> **EXERCISE BRIEF**: If a line of the records holds the word "Ruiz", copy it out.

SOURCE RECORDS Block Start

//! Authentication DTOs.

use serde::{Deserialize, Serialize};
use utoipa::ToSchema;
use validator::Validate;

use crate::models::{User, UserRole};
use crate::utils::jwt::TokenPair;

#[derive(Debug, Deserialize, Validate, ToSchema)]
#[schema(example = json!({
    "email": "dispatch@demo.test",
    "password": "demo1234"
}))]
pub struct LoginRequest {
    #[validate(email(message = "Invalid email format"))]
    pub email: String,
    #[validate(length(min = 1, message = "Password is required"))]
    pub password: String,
}

#[derive(Debug, Deserialize, Validate, ToSchema)]
#[serde(rename_all = "camelCase")]
pub struct RefreshRequest {
    #[validate(length(min = 1, message = "Refresh token is required"))]
    pub refresh_token: String,
}

#[derive(Debug, Serialize, ToSchema)]
#[serde(rename_all = "camelCase")]
pub struct UserSummary {
    pub id: i32,
    pub name: String,
    pub email: String,
    pub role: UserRole,
    #[serde(skip_serializing_if = "Option::is_none")]
    pub technician_id: Option<i32>,
    #[serde(skip_serializing_if = "Option::is_none")]
    pub customer_id: Option<i32>,
}

impl From<User> for UserSummary {
    fn from(user: User) -> Self {
        Self {
            id: user.id,
            name: user.name,
            email: user.email,
            role: user.role,
            technician_id: user.technician_id,
            customer_id: user.customer_id,
        }
    }
}

#[derive(Debug, Serialize, ToSchema)]
#[serde(rename_all = "camelCase")]
#[schema(example = json!({
    "user": { "id": 3, "name": "Marco Ruiz", "email": "tech@demo.test", "role": "TECHNICIAN", "technicianId": 1 },
    "accessToken": "eyJhbGciOiJIUzI1NiJ9...",
    "refreshToken": "eyJhbGciOiJIUzI1NiJ9...",
    "redirectTo": "/tech"
}))]
pub struct LoginResponse {
    pub user: UserSummary,
    pub access_token: String,
    pub refresh_token: String,
    /// Surface the client should open next
    pub redirect_to: String,
}

impl LoginResponse {
    pub fn new(user: User, tokens: TokenPair) -> Self {
        Self {
            redirect_to: user.role.landing_path().to_string(),
            user: user.into(),
            access_token: tokens.access_token,
            refresh_token: tokens.refresh_token,
        }
    }
}

#[cfg(test)]
mod tests {
    use super::*;

    fn user(role: UserRole) -> User {
        User {
            id: 3,
            email: "tech@demo.test".to_string(),
            name: "Marco Ruiz".to_string(),
            password: "$argon2id$secret".to_string(),
            role,
            technician_id: Some(1),
            customer_id: None,
            created_at: jiff::Timestamp::UNIX_EPOCH.into(),
            updated_at: jiff::Timestamp::UNIX_EPOCH.into(),
        }
    }

    fn tokens() -> TokenPair {
        TokenPair {
            access_token: "a".to_string(),
            refresh_token: "r".to_string(),
        }
    }

    #[test]
    fn test_technician_is_sent_to_tech_view() {
        let body = serde_json::to_value(LoginResponse::new(user(UserRole::Technician), tokens()))
            .unwrap();
        assert_eq!(body["redirectTo"], "/tech");
        assert_eq!(body["user"]["role"], "TECHNICIAN");
        assert_eq!(body["user"]["technicianId"], 1);
        assert!(body["user"].get("password").is_none());
    }

    #[test]
    fn test_staff_go_to_dashboard() {
        let response = LoginResponse::new(user(UserRole::Dispatcher), tokens());
        assert_eq!(response.redirect_to, "/dashboard");
        assert_eq!(
            LoginResponse::new(user(UserRole::Customer), tokens()).redirect_to,
            "/portal"
        );
    }

    #[test]
    fn test_login_request_rejects_bad_email() {
        let request = LoginRequest {
            email: "dispatch".to_string(),
            password: "demo1234".to_string(),
        };
        assert!(request.validate().is_err());
    }
}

SOURCE RECORDS Block End

> **OUTPUT FOR THIS EXERCISE**:
    "user": { "id": 3, "name": "Marco Ruiz", "email": "tech@demo.test", "role": "TECHNICIAN", "technicianId": 1 },
            name: "Marco Ruiz".to_string(),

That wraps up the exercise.